BRIEF:
Count only the lines of the records that hold "render", then give the number without any other words.

RECORDS PROVIDED:
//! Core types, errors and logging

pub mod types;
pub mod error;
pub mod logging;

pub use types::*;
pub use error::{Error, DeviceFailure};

--

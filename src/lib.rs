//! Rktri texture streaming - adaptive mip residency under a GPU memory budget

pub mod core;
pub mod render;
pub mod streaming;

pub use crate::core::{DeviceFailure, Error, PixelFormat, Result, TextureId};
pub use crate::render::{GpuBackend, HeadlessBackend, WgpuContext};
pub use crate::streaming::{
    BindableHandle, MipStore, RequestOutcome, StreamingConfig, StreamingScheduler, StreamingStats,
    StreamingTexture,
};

PROBLEM SOLUTION:
2